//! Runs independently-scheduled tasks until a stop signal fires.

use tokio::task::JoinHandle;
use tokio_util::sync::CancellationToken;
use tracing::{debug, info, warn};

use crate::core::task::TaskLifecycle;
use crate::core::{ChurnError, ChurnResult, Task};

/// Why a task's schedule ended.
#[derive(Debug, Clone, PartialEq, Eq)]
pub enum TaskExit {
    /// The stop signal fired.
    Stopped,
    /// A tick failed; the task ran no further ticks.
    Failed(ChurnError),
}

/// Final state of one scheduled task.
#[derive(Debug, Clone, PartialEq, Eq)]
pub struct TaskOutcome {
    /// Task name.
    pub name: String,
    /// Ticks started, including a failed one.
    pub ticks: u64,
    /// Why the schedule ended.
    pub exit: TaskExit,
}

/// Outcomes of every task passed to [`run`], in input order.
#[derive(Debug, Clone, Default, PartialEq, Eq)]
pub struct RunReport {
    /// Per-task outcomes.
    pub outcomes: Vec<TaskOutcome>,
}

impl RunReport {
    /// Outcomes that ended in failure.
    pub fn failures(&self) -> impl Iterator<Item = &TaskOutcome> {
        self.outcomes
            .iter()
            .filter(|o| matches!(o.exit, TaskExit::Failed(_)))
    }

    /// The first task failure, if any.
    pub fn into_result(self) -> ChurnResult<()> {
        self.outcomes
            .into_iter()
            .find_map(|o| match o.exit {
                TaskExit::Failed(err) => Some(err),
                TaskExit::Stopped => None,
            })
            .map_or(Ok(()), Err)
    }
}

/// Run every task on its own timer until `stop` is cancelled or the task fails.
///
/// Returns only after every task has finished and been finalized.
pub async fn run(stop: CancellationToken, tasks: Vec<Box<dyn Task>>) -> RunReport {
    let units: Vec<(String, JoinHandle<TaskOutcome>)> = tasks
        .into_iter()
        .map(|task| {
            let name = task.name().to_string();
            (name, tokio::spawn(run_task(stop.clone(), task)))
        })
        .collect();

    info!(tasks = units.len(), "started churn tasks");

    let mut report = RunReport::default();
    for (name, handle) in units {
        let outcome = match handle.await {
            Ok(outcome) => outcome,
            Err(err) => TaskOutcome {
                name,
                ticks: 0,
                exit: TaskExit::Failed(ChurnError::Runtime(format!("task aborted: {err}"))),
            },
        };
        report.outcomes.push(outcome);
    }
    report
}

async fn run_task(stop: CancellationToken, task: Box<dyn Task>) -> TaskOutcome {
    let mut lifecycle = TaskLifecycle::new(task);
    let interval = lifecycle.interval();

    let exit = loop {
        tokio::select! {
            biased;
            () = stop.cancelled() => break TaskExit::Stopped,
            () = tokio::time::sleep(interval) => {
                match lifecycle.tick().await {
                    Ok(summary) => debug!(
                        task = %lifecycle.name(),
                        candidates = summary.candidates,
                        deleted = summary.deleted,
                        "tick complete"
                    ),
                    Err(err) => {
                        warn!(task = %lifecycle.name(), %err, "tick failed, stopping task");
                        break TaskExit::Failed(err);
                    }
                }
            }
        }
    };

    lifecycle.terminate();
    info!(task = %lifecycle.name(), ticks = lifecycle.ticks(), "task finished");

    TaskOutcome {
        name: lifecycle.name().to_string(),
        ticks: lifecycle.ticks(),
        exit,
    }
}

━━━━━━━━━━

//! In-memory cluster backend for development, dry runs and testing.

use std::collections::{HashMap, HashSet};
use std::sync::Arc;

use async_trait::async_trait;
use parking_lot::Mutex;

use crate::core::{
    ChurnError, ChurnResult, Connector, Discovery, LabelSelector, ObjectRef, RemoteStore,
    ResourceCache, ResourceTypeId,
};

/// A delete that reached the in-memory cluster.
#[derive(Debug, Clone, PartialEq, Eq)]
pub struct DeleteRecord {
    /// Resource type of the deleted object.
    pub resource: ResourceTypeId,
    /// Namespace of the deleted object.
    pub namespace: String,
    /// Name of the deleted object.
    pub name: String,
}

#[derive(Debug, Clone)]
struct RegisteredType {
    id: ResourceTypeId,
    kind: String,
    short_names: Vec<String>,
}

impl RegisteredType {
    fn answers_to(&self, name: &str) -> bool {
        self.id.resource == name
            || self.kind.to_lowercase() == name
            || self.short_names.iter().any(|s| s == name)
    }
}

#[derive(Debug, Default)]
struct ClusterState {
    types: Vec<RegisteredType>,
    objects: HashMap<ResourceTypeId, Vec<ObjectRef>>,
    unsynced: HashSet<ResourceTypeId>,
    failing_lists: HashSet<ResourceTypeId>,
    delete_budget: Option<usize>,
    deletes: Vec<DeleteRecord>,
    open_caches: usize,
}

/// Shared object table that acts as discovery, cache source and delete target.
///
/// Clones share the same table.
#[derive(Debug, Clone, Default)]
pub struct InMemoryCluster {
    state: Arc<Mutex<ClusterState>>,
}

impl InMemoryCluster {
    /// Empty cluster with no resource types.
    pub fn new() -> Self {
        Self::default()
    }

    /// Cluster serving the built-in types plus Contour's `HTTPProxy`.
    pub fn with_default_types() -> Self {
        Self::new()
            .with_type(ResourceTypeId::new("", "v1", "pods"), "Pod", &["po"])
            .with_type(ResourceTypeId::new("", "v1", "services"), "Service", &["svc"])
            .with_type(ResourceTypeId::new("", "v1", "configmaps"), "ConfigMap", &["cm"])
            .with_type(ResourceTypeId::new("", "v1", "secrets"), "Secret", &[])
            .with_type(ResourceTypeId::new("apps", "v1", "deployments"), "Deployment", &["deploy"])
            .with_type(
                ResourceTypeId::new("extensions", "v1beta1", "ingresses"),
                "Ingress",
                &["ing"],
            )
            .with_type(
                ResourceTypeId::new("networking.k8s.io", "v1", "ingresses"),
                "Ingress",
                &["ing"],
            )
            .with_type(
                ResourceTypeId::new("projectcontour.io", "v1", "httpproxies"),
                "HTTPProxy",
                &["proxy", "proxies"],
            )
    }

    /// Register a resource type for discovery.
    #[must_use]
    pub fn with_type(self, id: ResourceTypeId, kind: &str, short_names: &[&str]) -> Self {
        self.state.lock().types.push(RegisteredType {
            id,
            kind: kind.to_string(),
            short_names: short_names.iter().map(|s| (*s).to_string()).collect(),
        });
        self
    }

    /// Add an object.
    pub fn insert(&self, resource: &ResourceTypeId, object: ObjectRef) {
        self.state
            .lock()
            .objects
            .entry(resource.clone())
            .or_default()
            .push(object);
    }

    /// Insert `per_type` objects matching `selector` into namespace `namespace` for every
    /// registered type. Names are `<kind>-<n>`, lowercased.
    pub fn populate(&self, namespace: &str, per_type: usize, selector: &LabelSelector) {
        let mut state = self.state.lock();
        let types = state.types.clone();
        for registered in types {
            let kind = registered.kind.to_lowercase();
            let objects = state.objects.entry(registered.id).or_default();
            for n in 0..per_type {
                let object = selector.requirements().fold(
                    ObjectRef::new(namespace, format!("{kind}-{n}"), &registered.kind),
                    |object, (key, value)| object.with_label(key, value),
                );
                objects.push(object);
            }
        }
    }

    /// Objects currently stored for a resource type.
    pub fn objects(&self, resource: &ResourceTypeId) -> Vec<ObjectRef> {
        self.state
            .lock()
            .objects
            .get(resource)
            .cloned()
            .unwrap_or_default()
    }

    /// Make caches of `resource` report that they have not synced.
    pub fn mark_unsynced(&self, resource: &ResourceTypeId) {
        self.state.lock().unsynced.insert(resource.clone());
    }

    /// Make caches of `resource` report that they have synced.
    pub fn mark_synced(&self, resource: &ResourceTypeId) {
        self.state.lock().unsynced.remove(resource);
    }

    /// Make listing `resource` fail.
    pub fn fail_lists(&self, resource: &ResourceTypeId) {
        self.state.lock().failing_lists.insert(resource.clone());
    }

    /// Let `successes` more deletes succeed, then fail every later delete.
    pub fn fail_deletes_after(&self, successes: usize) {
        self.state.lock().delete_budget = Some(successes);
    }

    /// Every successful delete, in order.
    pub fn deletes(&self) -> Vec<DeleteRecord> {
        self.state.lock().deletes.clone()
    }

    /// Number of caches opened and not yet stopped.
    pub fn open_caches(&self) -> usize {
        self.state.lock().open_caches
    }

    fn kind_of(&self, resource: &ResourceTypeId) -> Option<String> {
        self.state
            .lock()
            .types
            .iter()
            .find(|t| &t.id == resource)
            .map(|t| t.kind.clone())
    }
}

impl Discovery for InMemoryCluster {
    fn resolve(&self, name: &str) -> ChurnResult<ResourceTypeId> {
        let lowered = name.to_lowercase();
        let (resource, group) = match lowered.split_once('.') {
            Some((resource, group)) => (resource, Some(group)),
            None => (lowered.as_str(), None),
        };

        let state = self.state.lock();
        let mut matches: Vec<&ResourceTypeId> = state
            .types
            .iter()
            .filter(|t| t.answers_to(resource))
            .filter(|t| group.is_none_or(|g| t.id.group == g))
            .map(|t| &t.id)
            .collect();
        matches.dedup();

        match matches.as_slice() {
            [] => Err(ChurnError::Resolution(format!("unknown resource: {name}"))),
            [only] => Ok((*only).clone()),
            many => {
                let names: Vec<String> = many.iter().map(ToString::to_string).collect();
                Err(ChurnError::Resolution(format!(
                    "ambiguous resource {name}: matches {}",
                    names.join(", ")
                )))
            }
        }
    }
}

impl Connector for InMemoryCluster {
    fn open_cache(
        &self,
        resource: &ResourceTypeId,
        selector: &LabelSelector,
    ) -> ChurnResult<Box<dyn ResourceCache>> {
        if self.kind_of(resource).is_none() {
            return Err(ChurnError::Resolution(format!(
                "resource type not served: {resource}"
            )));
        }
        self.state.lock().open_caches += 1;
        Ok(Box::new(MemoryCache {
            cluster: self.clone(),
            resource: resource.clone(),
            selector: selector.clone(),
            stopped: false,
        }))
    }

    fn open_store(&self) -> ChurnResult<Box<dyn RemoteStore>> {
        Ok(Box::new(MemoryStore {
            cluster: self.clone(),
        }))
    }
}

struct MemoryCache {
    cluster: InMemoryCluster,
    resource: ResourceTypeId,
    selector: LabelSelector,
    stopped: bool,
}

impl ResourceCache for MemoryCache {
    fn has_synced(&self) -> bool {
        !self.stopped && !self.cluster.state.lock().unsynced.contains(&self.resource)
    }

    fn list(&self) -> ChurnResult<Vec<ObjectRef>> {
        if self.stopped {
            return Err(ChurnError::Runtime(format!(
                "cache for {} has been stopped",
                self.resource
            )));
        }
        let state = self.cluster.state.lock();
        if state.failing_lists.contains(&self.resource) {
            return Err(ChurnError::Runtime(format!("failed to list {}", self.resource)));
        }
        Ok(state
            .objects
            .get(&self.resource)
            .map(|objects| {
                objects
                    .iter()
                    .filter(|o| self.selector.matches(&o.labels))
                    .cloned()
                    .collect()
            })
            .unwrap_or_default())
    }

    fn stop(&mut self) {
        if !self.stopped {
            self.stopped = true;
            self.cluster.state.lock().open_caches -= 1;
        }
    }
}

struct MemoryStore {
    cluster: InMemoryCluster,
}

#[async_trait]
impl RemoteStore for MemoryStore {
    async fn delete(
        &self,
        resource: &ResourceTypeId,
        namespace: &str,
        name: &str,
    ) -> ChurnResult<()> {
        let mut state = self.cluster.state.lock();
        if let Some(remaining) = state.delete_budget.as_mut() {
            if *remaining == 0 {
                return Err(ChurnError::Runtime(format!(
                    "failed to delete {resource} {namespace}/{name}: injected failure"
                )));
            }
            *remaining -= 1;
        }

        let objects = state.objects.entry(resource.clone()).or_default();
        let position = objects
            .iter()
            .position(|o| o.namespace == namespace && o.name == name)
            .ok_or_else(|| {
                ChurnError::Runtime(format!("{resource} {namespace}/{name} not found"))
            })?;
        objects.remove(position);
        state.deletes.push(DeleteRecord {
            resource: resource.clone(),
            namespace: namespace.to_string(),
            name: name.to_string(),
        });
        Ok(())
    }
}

━━━━━━━━━━

— Exercise brief —
All lines that hold the word "crate" should be copied from the data.

— Reply —
use crate::core::task::TaskLifecycle;
use crate::core::{ChurnError, ChurnResult, Task};
use crate::core::{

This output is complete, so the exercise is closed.